:: EXERCISE DIRECTIONS ::
Start at the line in the entries below that contains "let skills = sanitize_skills(&raw);", stop at the line that contains "shapes for the AI generation endpoints.", and output exactly the lines in that span, both ends included.

(Extracted data entries)
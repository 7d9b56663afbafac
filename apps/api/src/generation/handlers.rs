//! Axum route handlers for the AI generation endpoints.
//!
//! Each handler: validate required field → build prompt → completion gateway →
//! sanitize for its task. Gateway failures arrive as fallback text and are
//! sanitized like any other completion.

use axum::{extract::State, Json};
use tracing::{info, warn};

use crate::errors::{AppError, AppJson};
use crate::generation::filters::{
    sanitize_bullets, sanitize_improved, sanitize_skills, sanitize_summary,
};
use crate::generation::models::{
    BulletsRequest, BulletsResponse, ImproveTextRequest, ImproveTextResponse, SkillsRequest,
    SkillsResponse, SummaryRequest, SummaryResponse, TaskKind,
};
use crate::generation::prompts::{
    build_bullets_prompt, build_improve_prompt, build_skills_prompt, build_summary_prompt,
};
use crate::llm_client::TextGenerator;
use crate::state::AppState;

/// Runs the prompt through the gateway and returns the raw completion text.
async fn complete_for(generator: &dyn TextGenerator, kind: TaskKind, prompt: &str) -> String {
    let completion = generator.complete(prompt).await;
    if completion.is_fallback() {
        warn!("{kind:?}: upstream unavailable, sanitizing fallback text");
    }
    completion.text
}

/// POST /ai/generate-summary
pub async fn handle_generate_summary(
    State(state): State<AppState>,
    AppJson(request): AppJson<SummaryRequest>,
) -> Result<Json<SummaryResponse>, AppError> {
    let title = request.validate()?;
    info!("Generating summary for {title}");

    let prompt = build_summary_prompt(title, &request);
    let raw = complete_for(state.generator.as_ref(), TaskKind::Summary, &prompt).await;
    let summary = sanitize_summary(&raw);

    Ok(Json(SummaryResponse { summary }))
}

/// POST /ai/generate-bullets
pub async fn handle_generate_bullets(
    State(state): State<AppState>,
    AppJson(request): AppJson<BulletsRequest>,
) -> Result<Json<BulletsResponse>, AppError> {
    let role = request.validate()?;
    info!("Generating bullets for {role}");

    let prompt = build_bullets_prompt(role, &request);
    let raw = complete_for(state.generator.as_ref(), TaskKind::Bullets, &prompt).await;
    let bullets = sanitize_bullets(&raw);

    Ok(Json(BulletsResponse { bullets }))
}

/// POST /ai/improve-text
pub async fn handle_improve_text(
    State(state): State<AppState>,
    AppJson(request): AppJson<ImproveTextRequest>,
) -> Result<Json<ImproveTextResponse>, AppError> {
    let text = request.validate()?;
    info!("Improving text ({} chars)", text.chars().count());

    let prompt = build_improve_prompt(text, &request);
    let raw = complete_for(state.generator.as_ref(), TaskKind::ImproveText, &prompt).await;
    let improved = sanitize_improved(&raw);

    Ok(Json(ImproveTextResponse { improved }))
}

/// POST /ai/suggest-skills
pub async fn handle_suggest_skills(
    State(state): State<AppState>,
    AppJson(request): AppJson<SkillsRequest>,
) -> Result<Json<SkillsResponse>, AppError> {
    let title = request.validate()?;
    info!("Suggesting skills for {title}");

    let prompt = build_skills_prompt(title, &request);
    let raw = complete_for(state.generator.as_ref(), TaskKind::Skills, &prompt).await;
    let skills = sanitize_skills(&raw);

    Ok(Json(SkillsResponse { skills }))
}
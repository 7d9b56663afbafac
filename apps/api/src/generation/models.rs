//! Request and output shapes for the AI generation endpoints.

use serde::{de, Deserialize, Deserializer, Serialize};
use serde_json::Value;

use crate::errors::AppError;

/// The four generation tasks. Each has its own prompt and shape filter.
#[derive(Debug, Clone, Copy, PartialEq, Eq)]
pub enum TaskKind {
    Summary,
    Bullets,
    ImproveText,
    Skills,
}

/// Returns the trimmed value when present and non-blank.
fn non_blank(value: &Option<String>) -> Option<&str> {
    value.as_deref().map(str::trim).filter(|s| !s.is_empty())
}

/// Accepts a string, a number (`"years": 5`) or a list of strings (joined with ", ").
fn lenient_text<'de, D>(deserializer: D) -> Result<Option<String>, D::Error>
where
    D: Deserializer<'de>,
{
    match Value::deserialize(deserializer)? {
        Value::Null => Ok(None),
        Value::String(s) => Ok(Some(s)),
        Value::Number(n) => Ok(Some(n.to_string())),
        Value::Array(items) => items
            .into_iter()
            .map(|item| match item {
                Value::String(s) => Ok(s),
                other => Err(de::Error::custom(format!("expected a string, got {other}"))),
            })
            .collect::<Result<Vec<_>, _>>()
            .map(|parts| Some(parts.join(", "))),
        other => Err(de::Error::custom(format!(
            "expected a string, number or list, got {other}"
        ))),
    }
}

/// POST /ai/generate-summary body.
#[derive(Debug, Clone, Default, Deserialize)]
#[serde(rename_all = "camelCase")]
pub struct SummaryRequest {
    #[serde(default, deserialize_with = "lenient_text")]
    pub title: Option<String>,
    #[serde(default, deserialize_with = "lenient_text")]
    pub years: Option<String>,
    #[serde(default, deserialize_with = "lenient_text")]
    pub skills: Option<String>,
    pub custom_instructions: Option<String>,
}

impl SummaryRequest {
    pub fn validate(&self) -> Result<&str, AppError> {
        non_blank(&self.title)
            .ok_or_else(|| AppError::Validation("Professional title is required".to_string()))
    }
}

/// POST /ai/generate-bullets body.
#[derive(Debug, Clone, Default, Deserialize)]
#[serde(rename_all = "camelCase")]
pub struct BulletsRequest {
    #[serde(default, deserialize_with = "lenient_text")]
    pub title: Option<String>,
    #[serde(default, deserialize_with = "lenient_text")]
    pub position: Option<String>,
    pub company: Option<String>,
    pub context: Option<String>,
    pub custom_instructions: Option<String>,
}

impl BulletsRequest {
    /// The role to write bullets for: position wins over title.
    pub fn validate(&self) -> Result<&str, AppError> {
        non_blank(&self.position)
            .or_else(|| non_blank(&self.title))
            .ok_or_else(|| AppError::Validation("Position or title is required".to_string()))
    }
}

/// POST /ai/improve-text body.
#[derive(Debug, Clone, Default, Deserialize)]
#[serde(rename_all = "camelCase")]
pub struct ImproveTextRequest {
    #[serde(default, deserialize_with = "lenient_text")]
    pub text: Option<String>,
    pub custom_instructions: Option<String>,
}

impl ImproveTextRequest {
    pub fn validate(&self) -> Result<&str, AppError> {
        non_blank(&self.text)
            .ok_or_else(|| AppError::Validation("Text content is required".to_string()))
    }
}

/// POST /ai/suggest-skills body.
#[derive(Debug, Clone, Default, Deserialize)]
#[serde(rename_all = "camelCase")]
pub struct SkillsRequest {
    #[serde(default, deserialize_with = "lenient_text")]
    pub title: Option<String>,
    pub field: Option<String>,
    pub custom_instructions: Option<String>,
}

impl SkillsRequest {
    pub fn validate(&self) -> Result<&str, AppError> {
        non_blank(&self.title)
            .ok_or_else(|| AppError::Validation("Professional title is required".to_string()))
    }
}

#[derive(Debug, Serialize)]
pub struct SummaryResponse {
    pub summary: String,
}

#[derive(Debug, Serialize)]
pub struct BulletsResponse {
    pub bullets: Vec<String>,
}

#[derive(Debug, Serialize)]
pub struct ImproveTextResponse {
    pub improved: String,
}

#[derive(Debug, Serialize)]
pub struct SkillsResponse {
    pub skills: Vec<String>,
}
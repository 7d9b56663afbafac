use axum::{extract::State, Json};
use serde_json::{json, Value};

use crate::state::AppState;

/// POST endpoints advertised by GET /test.
pub const ENDPOINTS: &[&str] = &[
    "/ai/generate-summary",
    "/ai/generate-bullets",
    "/ai/improve-text",
    "/ai/suggest-skills",
    "/generate-pdf",
];

/// GET /health
pub async fn health_handler(State(state): State<AppState>) -> Json<Value> {
    Json(json!({
        "status": "healthy",
        "service": "Resume Builder",
        "port": state.config.port
    }))
}

/// GET /test
/// Liveness plus a list of the endpoints this service exposes.
pub async fn test_handler() -> Json<Value> {
    tracing::info!("Test endpoint called");
    Json(json!({
        "message": "Server is running!",
        "status": "OK",
        "timestamp": chrono::Utc::now().to_rfc3339(),
        "ai": "DeepSeek",
        "endpoints": ENDPOINTS
    }))
}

:: RESPONSE TO THIS TASK ::
    let skills = sanitize_skills(&raw);

    Ok(Json(SkillsResponse { skills }))
}
repository 7d9b56663afbafac
filename apps/api/src/generation/models.rs
//! Request and output shapes for the AI generation endpoints.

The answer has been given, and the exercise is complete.